+++ TASK INPUT +++

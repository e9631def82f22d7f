/// RGB color for drawing operations.
///
/// Each component is in the range 0.0 (none) to 1.0 (full intensity).
#[derive(Debug, Clone, Copy, PartialEq)]
pub struct Color {
    pub r: f64,
    pub g: f64,
    pub b: f64,
}

impl Color {
    pub const BLACK: Color = Color { r: 0.0, g: 0.0, b: 0.0 };
    pub const WHITE: Color = Color { r: 1.0, g: 1.0, b: 1.0 };

    /// Create a color from RGB components (each 0.0–1.0).
    pub fn rgb(r: f64, g: f64, b: f64) -> Self {
        Color { r, g, b }
    }

    /// Create a grayscale color (r = g = b = level).
    pub fn gray(level: f64) -> Self {
        Color {
            r: level,
            g: level,
            b: level,
        }
    }

    /// Create a color from hue, saturation and brightness, each
    /// 0.0–1.0. A hue of 1.0 wraps around to red.
    pub fn hsb(hue: f64, saturation: f64, brightness: f64) -> Self {
        let h = (hue.rem_euclid(1.0)) * 6.0;
        let sector = h.floor();
        let f = h - sector;
        let v = brightness;
        let p = v * (1.0 - saturation);
        let q = v * (1.0 - saturation * f);
        let t = v * (1.0 - saturation * (1.0 - f));
        let (r, g, b) = match sector as u8 {
            0 => (v, t, p),
            1 => (q, v, p),
            2 => (p, v, t),
            3 => (p, q, v),
            4 => (t, p, v),
            _ => (v, p, q),
        };
        Color { r, g, b }
    }
}

/// Dash pattern for stroked paths, in the surface's units.
#[derive(Debug, Clone, Copy, PartialEq)]
pub enum LineStyle {
    Solid,
    Dashed { on: f64, off: f64 },
}

/// How a path outline is painted.
#[derive(Debug, Clone, Copy, PartialEq)]
pub struct StrokeStyle {
    pub color: Color,
    pub width: f64,
    pub line_style: LineStyle,
}

impl StrokeStyle {
    pub fn solid(color: Color, width: f64) -> Self {
        StrokeStyle {
            color,
            width,
            line_style: LineStyle::Solid,
        }
    }

    /// Dashes twice as long as the line is wide.
    pub fn dashed(color: Color, width: f64) -> Self {
        StrokeStyle {
            color,
            width,
            line_style: LineStyle::Dashed {
                on: width * 2.0,
                off: width * 2.0,
            },
        }
    }
}

#[cfg(test)]
mod tests {
    use super::*;

    fn close(a: Color, b: Color) -> bool {
        (a.r - b.r).abs() < 1e-9
            && (a.g - b.g).abs() < 1e-9
            && (a.b - b.b).abs() < 1e-9
    }

    #[test]
    fn hsb_primaries() {
        assert!(close(Color::hsb(0.0, 1.0, 1.0), Color::rgb(1.0, 0.0, 0.0)));
        assert!(close(
            Color::hsb(1.0 / 3.0, 1.0, 1.0),
            Color::rgb(0.0, 1.0, 0.0)
        ));
        assert!(close(
            Color::hsb(2.0 / 3.0, 1.0, 1.0),
            Color::rgb(0.0, 0.0, 1.0)
        ));
    }

    #[test]
    fn hsb_zero_saturation_is_gray() {
        assert!(close(Color::hsb(0.4, 0.0, 0.3), Color::gray(0.3)));
    }

    #[test]
    fn hsb_teal_accent() {
        let c = Color::hsb(178.0 / 360.0, 1.0, 0.4);
        assert!((c.r - 0.0).abs() < 1e-9);
        assert!((c.g - 0.4).abs() < 1e-9);
        assert!((c.b - 0.4 * (1.0 - 2.0 / 60.0)).abs() < 1e-9);
    }

    #[test]
    fn dashed_pattern_scales_with_width() {
        let s = StrokeStyle::dashed(Color::BLACK, 0.5);
        assert_eq!(
            s.line_style,
            LineStyle::Dashed { on: 1.0, off: 1.0 }
        );
    }
}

+++

● WORK TO BE COMPLETED: The response must restate every entry word for word.

● SOLUTION TO THIS PROBLEM:
repository e9631def82f22d7f
/// RGB color for drawing operations.
///
/// Each component is in the range 0.0 (none) to 1.0 (full intensity).
#[derive(Debug, Clone, Copy, PartialEq)]
pub struct Color {
    pub r: f64,
    pub g: f64,
    pub b: f64,
}

impl Color {
    pub const BLACK: Color = Color { r: 0.0, g: 0.0, b: 0.0 };
    pub const WHITE: Color = Color { r: 1.0, g: 1.0, b: 1.0 };

    /// Create a color from RGB components (each 0.0–1.0).
    pub fn rgb(r: f64, g: f64, b: f64) -> Self {
        Color { r, g, b }
    }

    /// Create a grayscale color (r = g = b = level).
    pub fn gray(level: f64) -> Self {
        Color {
            r: level,
            g: level,
            b: level,
        }
    }

    /// Create a color from hue, saturation and brightness, each
    /// 0.0–1.0. A hue of 1.0 wraps around to red.
    pub fn hsb(hue: f64, saturation: f64, brightness: f64) -> Self {
        let h = (hue.rem_euclid(1.0)) * 6.0;
        let sector = h.floor();
        let f = h - sector;
        let v = brightness;
        let p = v * (1.0 - saturation);
        let q = v * (1.0 - saturation * f);
        let t = v * (1.0 - saturation * (1.0 - f));
        let (r, g, b) = match sector as u8 {
            0 => (v, t, p),
            1 => (q, v, p),
            2 => (p, v, t),
            3 => (p, q, v),
            4 => (t, p, v),
            _ => (v, p, q),
        };
        Color { r, g, b }
    }
}

/// Dash pattern for stroked paths, in the surface's units.
#[derive(Debug, Clone, Copy, PartialEq)]
pub enum LineStyle {
    Solid,
    Dashed { on: f64, off: f64 },
}

/// How a path outline is painted.
#[derive(Debug, Clone, Copy, PartialEq)]
pub struct StrokeStyle {
    pub color: Color,
    pub width: f64,
    pub line_style: LineStyle,
}

impl StrokeStyle {
    pub fn solid(color: Color, width: f64) -> Self {
        StrokeStyle {
            color,
            width,
            line_style: LineStyle::Solid,
        }
    }

    /// Dashes twice as long as the line is wide.
    pub fn dashed(color: Color, width: f64) -> Self {
        StrokeStyle {
            color,
            width,
            line_style: LineStyle::Dashed {
                on: width * 2.0,
                off: width * 2.0,
            },
        }
    }
}

#[cfg(test)]
mod tests {
    use super::*;

    fn close(a: Color, b: Color) -> bool {
        (a.r - b.r).abs() < 1e-9
            && (a.g - b.g).abs() < 1e-9
            && (a.b - b.b).abs() < 1e-9
    }

    #[test]
    fn hsb_primaries() {
        assert!(close(Color::hsb(0.0, 1.0, 1.0), Color::rgb(1.0, 0.0, 0.0)));
        assert!(close(
            Color::hsb(1.0 / 3.0, 1.0, 1.0),
            Color::rgb(0.0, 1.0, 0.0)
        ));
        assert!(close(
            Color::hsb(2.0 / 3.0, 1.0, 1.0),
            Color::rgb(0.0, 0.0, 1.0)
        ));
    }

    #[test]
    fn hsb_zero_saturation_is_gray() {
        assert!(close(Color::hsb(0.4, 0.0, 0.3), Color::gray(0.3)));
    }

    #[test]
    fn hsb_teal_accent() {
        let c = Color::hsb(178.0 / 360.0, 1.0, 0.4);
        assert!((c.r - 0.0).abs() < 1e-9);
        assert!((c.g - 0.4).abs() < 1e-9);
        assert!((c.b - 0.4 * (1.0 - 2.0 / 60.0)).abs() < 1e-9);
    }

    #[test]
    fn dashed_pattern_scales_with_width() {
        let s = StrokeStyle::dashed(Color::BLACK, 0.5);
        assert_eq!(
            s.line_style,
            LineStyle::Dashed { on: 1.0, off: 1.0 }
        );
    }
}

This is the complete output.